_Work to be completed_
Read the listing below. Then repeat it exactly.

_Data for this task_
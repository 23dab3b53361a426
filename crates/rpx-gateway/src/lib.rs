//! # rpx-gateway — Transparent Caching Gateway
//!
//! Serves `GET /<repository>/<path...>` from a local blob store when the
//! upstream copy is unchanged, and otherwise fetches it once, streaming the
//! body to the client and the cache in the same pass.
//!
//! ## Request Flow
//!
//! | Step | Module | Upstream contact |
//! |------|--------|------------------|
//! | Split path, resolve base URL | [`routing`] | none |
//! | Probe + index + blob check | [`validator`] | `HEAD` |
//! | HIT: serve from disk | [`routes::gateway`] | none |
//! | MISS: tee to client and blob, persist descriptor | [`pipeline`] | `GET` |
//!
//! ## Collaborators
//!
//! The repository directory and metadata index are trait objects in
//! [`state::AppState`]. With a database URL both are Postgres-backed
//! ([`db`]); without one the gateway uses the in-memory index and a static
//! directory from configuration.
//!
//! ## Middleware Stack (execution order)
//!
//! ```text
//! TraceLayer → MetricsMiddleware → Handler
//! ```
//!
//! Health probes under `/-/` are mounted outside both layers.

pub mod blob;
pub mod config;
pub mod db;
pub mod directory;
pub mod error;
pub mod index;
pub mod middleware;
pub mod pipeline;
pub mod publish;
pub mod routes;
pub mod routing;
pub mod state;
pub mod validator;

use axum::middleware::from_fn_with_state;
use axum::Router;

use crate::middleware::metrics::metrics_middleware;
use crate::state::AppState;

/// Assemble the application router with all routes and middleware.
pub fn app(state: AppState) -> Router {
    let gateway = routes::gateway::router()
        .layer(from_fn_with_state(state.metrics.clone(), metrics_middleware))
        .layer(middleware::tracing_layer::layer());

    Router::new()
        .merge(routes::health::router())
        .merge(gateway)
        .with_state(state)
}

_Exercise output_
repository 23dab3b53361a426
filename crates/rpx-gateway/src/lib.rs
//! # rpx-gateway — Transparent Caching Gateway
//!
//! Serves `GET /<repository>/<path...>` from a local blob store when the
//! upstream copy is unchanged, and otherwise fetches it once, streaming the
//! body to the client and the cache in the same pass.
//!
//! ## Request Flow
//!
//! | Step | Module | Upstream contact |
//! |------|--------|------------------|
//! | Split path, resolve base URL | [`routing`] | none |
//! | Probe + index + blob check | [`validator`] | `HEAD` |
//! | HIT: serve from disk | [`routes::gateway`] | none |
//! | MISS: tee to client and blob, persist descriptor | [`pipeline`] | `GET` |
//!
//! ## Collaborators
//!
//! The repository directory and metadata index are trait objects in
//! [`state::AppState`]. With a database URL both are Postgres-backed
//! ([`db`]); without one the gateway uses the in-memory index and a static
//! directory from configuration.
//!
//! ## Middleware Stack (execution order)
//!
//! ```text
//! TraceLayer → MetricsMiddleware → Handler
//! ```
//!
//! Health probes under `/-/` are mounted outside both layers.

pub mod blob;
pub mod config;
pub mod db;
pub mod directory;
pub mod error;
pub mod index;
pub mod middleware;
pub mod pipeline;
pub mod publish;
pub mod routes;
pub mod routing;
pub mod state;
pub mod validator;

use axum::middleware::from_fn_with_state;
use axum::Router;

use crate::middleware::metrics::metrics_middleware;
use crate::state::AppState;

/// Assemble the application router with all routes and middleware.
pub fn app(state: AppState) -> Router {
    let gateway = routes::gateway::router()
        .layer(from_fn_with_state(state.metrics.clone(), metrics_middleware))
        .layer(middleware::tracing_layer::layer());

    Router::new()
        .merge(routes::health::router())
        .merge(gateway)
        .with_state(state)
}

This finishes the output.